Alidor aime Angélique qui l'aime. Mais Alidor craint de se lier et pousse son aimée dans les bras de son meilleur ami Cléandre, qui, au gré d'une erreur, s'attache finalement à Phylis la meilleure amie d'Angélique, qui, elle, se réfugie dans un couvent. La Place Royale a été représentée pour la première fois à la fin de l'année 1633 ou au début de 1634. Le jeune Corneille (28 ans) avait écrit une série de cinq comédies consacrées à l'amour, dont La Place Royale est la dernière.
Éric Vigner qui la met en scène avec son Académie a choisi un décor minimaliste tout en reflets. Des vitres glissent sur le plateau et esquissent ici des couloirs, là une salle rectangulaire, ici un demi-cercle, là un lieu tout en rondeur mais qui enferme et que l'on contourne. Les personnages parfois s'y abritent, parfois s'y mirent ou s'y montrent. Alidor et Angélique ne parviennent pas à franchir le mur de verre qui les empêche d'être unis. Subtile configuration. Tout ce petit monde est habillé de costumes contemporains, aux couleurs vives pailletées, fluorescentes. Alidor en pantalon doré, Cléandre en rouge, Phylis en vert, puis en bleu comme Angélique, Angélique en blanc et rose, puis en bleu comme Phylis. Habit composite pour le frère de Phylis, Doraste. Certains aiment manier le fleuret pour poser la parole en autant de jeux de rôle. L'alexandrin y est ployé pour devenir plus souple, ou souligné pour faire insistance. Angélique casse sa voix pour dire sa douleur, déchire la lettre que son aimé dédie à une autre fictive pour faire diversion. Retenue par les rubans de sa robe, elle tourne en rond dans son destin. Pourtant, le rapport entre l'image et le verbe ne va pas toujours de soi, parfois tourbillonne, puis s'harmonise joliment comme dans la scène de l'enlèvement quand le groupe masqué esquisse des pas de danse.

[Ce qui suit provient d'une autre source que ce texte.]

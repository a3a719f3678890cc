pub mod health;

use axum::{
    routing::{delete, get, post, put},
    Router,
};

use crate::form::handlers as form;
use crate::preview::handlers as preview;
use crate::state::AppState;
use crate::submission::handlers as submission;

pub fn build_router(state: AppState) -> Router {
    Router::new()
        .route("/health", get(health::health_handler))
        // Form events
        .route("/api/v1/resume", get(form::handle_get_resume))
        .route("/api/v1/resume/form", get(form::handle_get_form))
        .route(
            "/api/v1/resume/fields/:field",
            put(form::handle_update_field),
        )
        .route(
            "/api/v1/resume/sections/:section",
            post(form::handle_add_item),
        )
        .route(
            "/api/v1/resume/sections/:section/:index",
            delete(form::handle_remove_item),
        )
        .route(
            "/api/v1/resume/sections/:section/:index/:field",
            put(form::handle_update_item),
        )
        // Preview
        .route("/api/v1/preview", get(preview::handle_preview))
        .route("/api/v1/preview/text", get(preview::handle_preview_text))
        // Submission
        .route("/api/v1/submissions", post(submission::handle_submit))
        .route(
            "/api/v1/submissions/status",
            get(submission::handle_submission_status),
        )
        .with_state(state)
}
use axum::{extract::State, Json};
use serde_json::{json, Value};

use crate::state::AppState;

/// GET /health
/// Returns a simple status object with service version.
pub async fn health_handler(State(state): State<AppState>) -> Json<Value> {
    Json(json!({
        "status": "ok",
        "version": env!("CARGO_PKG_VERSION"),
        "service": "resume-builder",
        "webhook_configured": state.config.pdf_webhook_url.is_some()
    }))
}
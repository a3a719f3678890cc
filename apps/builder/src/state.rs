use crate::config::Config;
use crate::session::SessionHandle;

/// Shared application state injected into all route handlers via Axum extractors.
#[derive(Clone)]
pub struct AppState {
    /// Handle to the task that owns the résumé document and submission status.
    pub session: SessionHandle,
    pub config: Config,
}
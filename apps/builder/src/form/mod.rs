// Form state: the canonical résumé document and its four reducer operations.
// Handlers never mutate the document directly; they send a FormAction to the session.

pub mod handlers;
pub mod reducer;
pub mod store;

pub use reducer::FormError;
pub use store::{DocumentSnapshot, FormAction, FormStateStore, FormView, SectionSummary};
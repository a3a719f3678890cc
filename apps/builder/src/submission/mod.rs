// Submission gateway: snapshot → PDF webhook → artifact URL or user-facing error.
// All webhook calls go through `ArtifactService`; the session owns the gateway status.

pub mod gateway;
pub mod handlers;
pub mod webhook;

pub use gateway::{SubmissionGateway, SubmissionStatus};
pub use webhook::{ArtifactService, SubmissionError, WebhookClient};
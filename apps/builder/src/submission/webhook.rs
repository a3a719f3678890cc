//! PDF webhook client. The webhook accepts the résumé document as JSON and
//! answers with `{"url": ...}` on success or `{"message": ...}` on failure.

use std::time::Duration;

use anyhow::{Context, Result};
use async_trait::async_trait;
use reqwest::{Client, StatusCode};
use serde::Deserialize;
use thiserror::Error;
use tracing::{debug, warn};

use crate::models::resume::ResumeDocument;

pub const FALLBACK_MISSING_URL: &str = "PDF URL not found in the response.";
const NOT_CONFIGURED: &str = "PDF webhook endpoint is not configured";

#[derive(Debug, Clone, Error, PartialEq, Eq)]
pub enum SubmissionError {
    /// Endpoint unreachable, timed out, or not configured.
    #[error("{0}")]
    Transport(String),

    #[error("{message}")]
    NonSuccessStatus { status: u16, message: String },

    /// Success status but no usable URL in the body.
    #[error("{message}")]
    MalformedSuccess { message: String },
}

impl SubmissionError {
    /// The text shown to the user: server-supplied when available, otherwise
    /// a fallback for the failure kind.
    pub fn user_message(&self) -> &str {
        match self {
            SubmissionError::Transport(message)
            | SubmissionError::NonSuccessStatus { message, .. }
            | SubmissionError::MalformedSuccess { message } => message,
        }
    }

    pub fn kind(&self) -> &'static str {
        match self {
            SubmissionError::Transport(_) => "transport",
            SubmissionError::NonSuccessStatus { .. } => "non_success_status",
            SubmissionError::MalformedSuccess { .. } => "malformed_success",
        }
    }
}

impl From<reqwest::Error> for SubmissionError {
    fn from(e: reqwest::Error) -> Self {
        SubmissionError::Transport(e.to_string())
    }
}

/// Produces a downloadable artifact for a document. Implement this to swap
/// the generation backend without touching the gateway or handlers.
#[async_trait]
pub trait ArtifactService: Send + Sync {
    /// Returns the artifact URL.
    async fn generate(&self, document: &ResumeDocument) -> Result<String, SubmissionError>;
}

#[derive(Debug, Default, Deserialize)]
struct WebhookResponse {
    url: Option<String>,
    message: Option<String>,
}

/// reqwest-backed client for the PDF webhook.
#[derive(Clone)]
pub struct WebhookClient {
    client: Client,
    endpoint: Option<String>,
}

impl WebhookClient {
    pub fn new(endpoint: Option<String>, timeout: Duration) -> Result<Self> {
        let client = Client::builder()
            .timeout(timeout)
            .build()
            .context("Failed to build HTTP client")?;
        Ok(Self { client, endpoint })
    }
}

#[async_trait]
impl ArtifactService for WebhookClient {
    async fn generate(&self, document: &ResumeDocument) -> Result<String, SubmissionError> {
        let endpoint = self
            .endpoint
            .as_deref()
            .ok_or_else(|| SubmissionError::Transport(NOT_CONFIGURED.to_string()))?;

        debug!(endpoint, "Posting resume document to PDF webhook");

        let response = self
            .client
            .post(endpoint)
            .header("content-type", "application/json")
            .json(document)
            .send()
            .await?;

        let status = response.status();
        let body = response.text().await?;

        interpret_response(status, &body)
    }
}

/// Maps a webhook reply to an artifact URL or a classified failure.
pub fn interpret_response(status: StatusCode, body: &str) -> Result<String, SubmissionError> {
    let parsed = serde_json::from_str::<WebhookResponse>(body);

    if !status.is_success() {
        let message = parsed
            .ok()
            .and_then(|r| non_blank(r.message))
            .unwrap_or_else(|| {
                format!(
                    "Network response was not ok: {}",
                    status.canonical_reason().unwrap_or(status.as_str())
                )
            });
        warn!(status = status.as_u16(), %message, "PDF webhook returned an error status");
        return Err(SubmissionError::NonSuccessStatus {
            status: status.as_u16(),
            message,
        });
    }

    let parsed = match parsed {
        Ok(r) => r,
        Err(e) => {
            warn!("PDF webhook returned an unparseable body: {e}");
            WebhookResponse::default()
        }
    };

    match non_blank(parsed.url) {
        Some(url) => Ok(url),
        None => Err(SubmissionError::MalformedSuccess {
            message: non_blank(parsed.message)
                .unwrap_or_else(|| FALLBACK_MISSING_URL.to_string()),
        }),
    }
}

fn non_blank(value: Option<String>) -> Option<String> {
    value.filter(|v| !v.trim().is_empty())
}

L'on rit mais point trop. Cette pièce de jeunesse sur la jeunesse se referme sur un Alidor couché à terre, un temps, qui se relève pour crier "Je suis libre à présent qu'elle est désabusée/Et je ne l'abusais que pour le devenir/Je vis dorénavant puisque je vis à moi/Et quelques doux assauts qu'un autre objet me livre/C'est de moi seulement que je prendrai la loi"...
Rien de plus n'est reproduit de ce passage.